Past Study On Search Funds

Andy posts and points me to some Stanford business school information on Search Funds. A free, Stanford business school note/search fund study is here (before clicking: note PDF link). The Stanford site indicates:

Conceived in 1984, the search fund is an investment vehicle in which investors financially support an entrepreneur’s efforts to locate and acquire a privately held company. Recent MBA and law school graduates are using this approach more and more frequently to become entrepreneurs shortly after graduation, despite their lack of operating experience.

It’s something I thought about doing (for a passing moment) when I originally moved to Dallas – for some reason I’ve never heard the name of this type of thing. Perhaps it is because it’s kind of a hybrid between middle-market investment banking, LBO, and angel funding deals. I never learned about this type of fund at the University of Chicago’s course on Entrepreneurship, Private Equity, and Venture Capital. Additionally, I’ve not run into any friends that have used the term. Kind of funny. I suppose another explanation for me failing to catch the term "search fund" is that I tend to like straight-up equity deals better – then I can forget about all of the "complex" finance stuff associated with debt deals like unlevering the beta, using the adjusted present value(APV) method, etc. 🙂

Interesting Entrepreneur & VC Dialogue

Jason Calacanis (connector, founder of Weblogs, Inc. and respected serial entrepreneur) recounts an interesting phone call with an associate at a VC firm. An associate (as opposed to an analyst) is typically an entry-level, partner-track position within a venture capital firm.
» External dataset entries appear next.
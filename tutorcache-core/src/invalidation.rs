//! # Cache Invalidation
//!
//! Mutation-driven invalidation on top of the entry store. There is no server
//! push channel, so the cache infers what went stale from the shape of the
//! outgoing request:
//! - **Exact**: drop one key
//! - **Pattern**: drop every key containing a substring
//! - **Resource**: drop every entry of a resource type, then one level of related types
//! - **Mutation**: classify a mutated path and invalidate its resource type
//!
//! # Examples
//!
//! ```rust
//! use tutorcache_core::{CacheSettings, CacheStore, HttpMethod, ResourceType};
//!
//! let store = CacheStore::new(CacheSettings::default());
//! store.set("/tutors:{}", "list", Some(ResourceType::Tutors));
//! store.set("/tutors/7/profile:{}", "profile", Some(ResourceType::TutorProfile));
//! store.set("/subjects:{}", "subjects", Some(ResourceType::Subjects));
//!
//! // A successful PUT on a tutor drops tutors, tutor profiles and favorites
//! store.invalidate_on_mutation("/tutors/7", HttpMethod::Put);
//! assert_eq!(store.keys(), vec!["/subjects:{}".to_string()]);
//! ```

use std::fmt;
use std::str::FromStr;
use std::sync::Arc;

use tracing::debug;

use crate::{key_path, CacheEntry, CacheError, CacheStore, ResourceType};

/// Callback invoked when a mutation path cannot be classified.
pub type UnclassifiedHook = Arc<dyn Fn(&str, HttpMethod) + Send + Sync>;

/// HTTP verbs as seen by the invalidation engine.
#[derive(Clone, Copy, Debug, PartialEq, Eq, Hash)]
pub enum HttpMethod {
    Get,
    Head,
    Options,
    Post,
    Put,
    Patch,
    Delete,
}

impl HttpMethod {
    /// True for verbs with create/update/delete semantics.
    pub const fn is_mutation(self) -> bool {
        matches!(
            self,
            HttpMethod::Post | HttpMethod::Put | HttpMethod::Patch | HttpMethod::Delete
        )
    }

    pub const fn as_str(self) -> &'static str {
        match self {
            HttpMethod::Get => "GET",
            HttpMethod::Head => "HEAD",
            HttpMethod::Options => "OPTIONS",
            HttpMethod::Post => "POST",
            HttpMethod::Put => "PUT",
            HttpMethod::Patch => "PATCH",
            HttpMethod::Delete => "DELETE",
        }
    }
}

impl fmt::Display for HttpMethod {
    fn fmt(&self, f: &mut fmt::Formatter<'_>) -> fmt::Result {
        f.write_str(self.as_str())
    }
}

impl FromStr for HttpMethod {
    type Err = CacheError;

    fn from_str(s: &str) -> Result<Self, Self::Err> {
        match s.trim().to_ascii_uppercase().as_str() {
            "GET" => Ok(HttpMethod::Get),
            "HEAD" => Ok(HttpMethod::Head),
            "OPTIONS" => Ok(HttpMethod::Options),
            "POST" => Ok(HttpMethod::Post),
            "PUT" => Ok(HttpMethod::Put),
            "PATCH" => Ok(HttpMethod::Patch),
            "DELETE" => Ok(HttpMethod::Delete),
            _ => Err(CacheError::UnknownMethod(s.to_string())),
        }
    }
}

/// True when `entry` under `key` belongs to `resource`.
///
/// An entry matches if it was written with that resource type, if its key
/// contains the type's name, or if its path classifies as that type.
fn matches_resource<T>(
    store: &CacheStore<T>,
    key: &str,
    entry: &CacheEntry<T>,
    resource: ResourceType,
) -> bool {
    entry.resource == Some(resource)
        || key.contains(resource.as_str())
        || store.classifier.classify(key_path(key)) == Some(resource)
}

impl<T> CacheStore<T> {
    /// Removes exactly one key. Returns true if it existed.
    pub fn invalidate(&self, key: &str) -> bool {
        let removed = self.delete(key);
        if removed {
            debug!(key, "invalidated cache entry");
            #[cfg(feature = "stats")]
            self.stats.record_invalidations(1);
        }
        removed
    }

    /// Removes every entry whose key satisfies `predicate`.
    ///
    /// The predicate runs under a shared lock. It may call the store's
    /// read-only accessors (`len`, `contains_key`, `keys`, `peek`,
    /// `is_revalidating`) but not `get` or anything that writes.
    /// An entry replaced between matching and removal is kept.
    ///
    /// Returns the number of entries removed.
    pub fn invalidate_where<F>(&self, predicate: F) -> usize
    where
        F: Fn(&str, &CacheEntry<T>) -> bool,
    {
        let matched: Vec<(String, u64)> = self
            .entries
            .read_recursive()
            .iter()
            .filter(|(key, entry)| predicate(key, entry))
            .map(|(key, entry)| (key.clone(), entry.generation))
            .collect();
        if matched.is_empty() {
            return 0;
        }

        let mut entries = self.entries.write();
        let mut removed = 0;
        for (key, generation) in matched {
            if entries.get(&key).map(|entry| entry.generation) == Some(generation) {
                entries.remove(&key);
                removed += 1;
            }
        }
        #[cfg(feature = "stats")]
        self.stats.record_invalidations(removed);
        removed
    }

    /// Removes every key containing `pattern`. O(store size).
    pub fn invalidate_pattern(&self, pattern: &str) -> usize {
        let removed = self.invalidate_where(|key, _| key.contains(pattern));
        debug!(pattern, removed, "invalidated cache entries by pattern");
        removed
    }

    /// Removes all entries of `resource` and, when `include_related` is set,
    /// all entries of each directly related type.
    ///
    /// Related types are expanded exactly one level; their own relations are
    /// not followed. Returns the number of entries removed.
    pub fn invalidate_resource(&self, resource: ResourceType, include_related: bool) -> usize {
        let related: &[ResourceType] = if include_related {
            resource.related()
        } else {
            &[]
        };

        let removed = self.invalidate_where(|key, entry| {
            matches_resource(self, key, entry, resource)
                || related
                    .iter()
                    .any(|&other| matches_resource(self, key, entry, other))
        });
        debug!(%resource, ?related, removed, "invalidated cache entries by resource");
        removed
    }

    /// Invalidates whatever a completed mutating request may have changed.
    ///
    /// Non-mutating verbs are ignored. A path the classifier does not recognize
    /// skips cache cleanup silently; the registered
    /// [`on_unclassified`](Self::on_unclassified) hook is told about it.
    pub fn invalidate_on_mutation(&self, path: &str, method: HttpMethod) -> usize {
        if !method.is_mutation() {
            return 0;
        }

        match self.classifier.classify(path) {
            Some(resource) => self.invalidate_resource(resource, true),
            None => {
                debug!(path, %method, "mutation on unclassified path, nothing invalidated");
                let hook = self.unclassified_hook.read().clone();
                if let Some(hook) = hook {
                    hook(path, method);
                }
                0
            }
        }
    }

    /// Registers a diagnostic callback for mutations on unclassified paths.
    ///
    /// Replaces any previously registered callback. It does not change what
    /// gets invalidated.
    pub fn on_unclassified<F>(&self, hook: F)
    where
        F: Fn(&str, HttpMethod) + Send + Sync + 'static,
    {
        *self.unclassified_hook.write() = Some(Arc::new(hook));
    }
}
To be truthful, the nature of Jason’s conversation is similar to ones I’ve seen and heard in the past, typically between Type A personality entrepreneurs and traditional VCs.

The typical conversation plays out as follows …

VC:

  • testing
  • trying to understand
  • testing

Entrepreneur:

  • ego
  • coy
  • ego

Although this backdrop of talking over one another is amusing, Jason sums up some great core values about running a business:

  1. Hustle
  2. Passion
  3. Resiliency

These are basically the characteristics of winners and entrepreneurs. To be fair though, the VC is just trying to understand the business model and slot the investment opportunity. If you applied the three things Jason mentioned to a coin-op laundry place, you would have a successful business too. It would be hard to find a VC or even a roll-up firm pursue that kind of deal though.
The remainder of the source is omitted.